Work instruction – Please give the listing again in its entirety, exactly as written.

Excerpted data –
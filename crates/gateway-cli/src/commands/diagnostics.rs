//! `diagnostics` command

use super::build_gateway;
use anyhow::Context;
use gateway_core::{GatewayConfig, GenerationRequest};
use std::path::Path;
use tracing::info;

pub async fn execute(
    config: GatewayConfig,
    store: Option<&Path>,
    warm_up: u32,
    warm_up_prompt: &str,
) -> anyhow::Result<()> {
    let gateway = build_gateway(config, store)?;

    for round in 1..=warm_up {
        let result = gateway
            .generate(GenerationRequest::prompt(warm_up_prompt))
            .await
            .context("Warm-up request rejected")?
            .into_result();
        if let Some(result) = result {
            info!(
                round,
                provider = %result.provider_used,
                used_fallback = result.used_fallback,
                "warm-up request served"
            );
        }
    }

    let diagnostics = gateway.diagnostics().await;
    println!("{}", serde_json::to_string_pretty(&diagnostics)?);
    Ok(())
}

Task output –
filename crates/gateway-cli/src/commands/diagnostics.rs
//! `diagnostics` command

use super::build_gateway;
use anyhow::Context;
use gateway_core::{GatewayConfig, GenerationRequest};
use std::path::Path;
use tracing::info;

pub async fn execute(
    config: GatewayConfig,
    store: Option<&Path>,
    warm_up: u32,
    warm_up_prompt: &str,
) -> anyhow::Result<()> {
    let gateway = build_gateway(config, store)?;

    for round in 1..=warm_up {
        let result = gateway
            .generate(GenerationRequest::prompt(warm_up_prompt))
            .await
            .context("Warm-up request rejected")?
            .into_result();
        if let Some(result) = result {
            info!(
                round,
                provider = %result.provider_used,
                used_fallback = result.used_fallback,
                "warm-up request served"
            );
        }
    }

    let diagnostics = gateway.diagnostics().await;
    println!("{}", serde_json::to_string_pretty(&diagnostics)?);
    Ok(())
}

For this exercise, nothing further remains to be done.